▶ Task to complete
Line by line, output the entries below exactly as they appear.

Records for this task section start

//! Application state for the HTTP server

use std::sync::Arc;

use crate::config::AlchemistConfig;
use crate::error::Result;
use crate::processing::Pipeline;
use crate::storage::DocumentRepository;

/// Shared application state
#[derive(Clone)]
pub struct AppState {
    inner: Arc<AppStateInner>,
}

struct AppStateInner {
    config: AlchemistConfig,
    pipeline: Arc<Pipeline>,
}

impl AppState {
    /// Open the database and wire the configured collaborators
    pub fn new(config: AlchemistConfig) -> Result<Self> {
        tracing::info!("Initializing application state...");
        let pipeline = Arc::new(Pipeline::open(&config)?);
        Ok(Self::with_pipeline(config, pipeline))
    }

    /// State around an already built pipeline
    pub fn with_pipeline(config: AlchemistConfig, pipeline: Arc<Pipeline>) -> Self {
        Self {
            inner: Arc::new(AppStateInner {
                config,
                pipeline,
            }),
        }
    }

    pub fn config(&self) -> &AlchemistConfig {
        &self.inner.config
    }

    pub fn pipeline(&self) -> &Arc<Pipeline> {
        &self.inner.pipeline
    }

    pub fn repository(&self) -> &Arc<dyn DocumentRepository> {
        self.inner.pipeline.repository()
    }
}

Records for this task section end

▶ Answer for the task
//! Application state for the HTTP server

use std::sync::Arc;

use crate::config::AlchemistConfig;
use crate::error::Result;
use crate::processing::Pipeline;
use crate::storage::DocumentRepository;

/// Shared application state
#[derive(Clone)]
pub struct AppState {
    inner: Arc<AppStateInner>,
}

struct AppStateInner {
    config: AlchemistConfig,
    pipeline: Arc<Pipeline>,
}

impl AppState {
    /// Open the database and wire the configured collaborators
    pub fn new(config: AlchemistConfig) -> Result<Self> {
        tracing::info!("Initializing application state...");
        let pipeline = Arc::new(Pipeline::open(&config)?);
        Ok(Self::with_pipeline(config, pipeline))
    }

    /// State around an already built pipeline
    pub fn with_pipeline(config: AlchemistConfig, pipeline: Arc<Pipeline>) -> Self {
        Self {
            inner: Arc::new(AppStateInner {
                config,
                pipeline,
            }),
        }
    }

    pub fn config(&self) -> &AlchemistConfig {
        &self.inner.config
    }

    pub fn pipeline(&self) -> &Arc<Pipeline> {
        &self.inner.pipeline
    }

    pub fn repository(&self) -> &Arc<dyn DocumentRepository> {
        self.inner.pipeline.repository()
    }
}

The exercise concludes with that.